Sorrow didn’t seem to be the town for him, and he couldn’t befriend anyone. Not because people were necessarily bad, but Pickwick was worried someone would get close enough to him and gain the secret to unlocking the Book of Beautiful Lies. Pickwick’s main purpose in life was protecting the book after Charmwill had been killed by the Queen of Sorrow.
Even Loki, who should have become Pickwick’s master after Charmwill’s departure, hadn’t been around for some time.
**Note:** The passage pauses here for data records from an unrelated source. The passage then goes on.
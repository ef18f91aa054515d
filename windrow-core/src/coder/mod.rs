use crate::error::{Result, WindowError};
use crate::types::{ElementData, PaneInfo, Timing, WindowedValue};
use crate::window::{IntervalWindow, Window};

mod varint;
mod window_coder;
mod windowed_value;

pub use varint::*;
pub use window_coder::*;
pub use windowed_value::*;

#[cfg(test)]
#[path = "tests/coder_tests.rs"]
mod tests;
Last time Pickwick checked, he saw Loki locked in a coffin in Candy House, looking like a Sleeping Beauty awaiting his resurrecting kiss.
Axel, Fable, and Shew forgot about Pickwick the Parrot. No one fed him or played with him. He knew that it was unlikely they would care for him when they’d only known him for two days, but he was used to his master taking good care of him. Even Nine the cat and Mr. Squirrel ate Pickwick’s food and were mean to him.
Pickwick fluttered his lonely days over Sorrow, picking up the food left in the Belly and the Beast’s garbage, still hoping his master would return. To be precise, he was trying to resurrect Charmwill.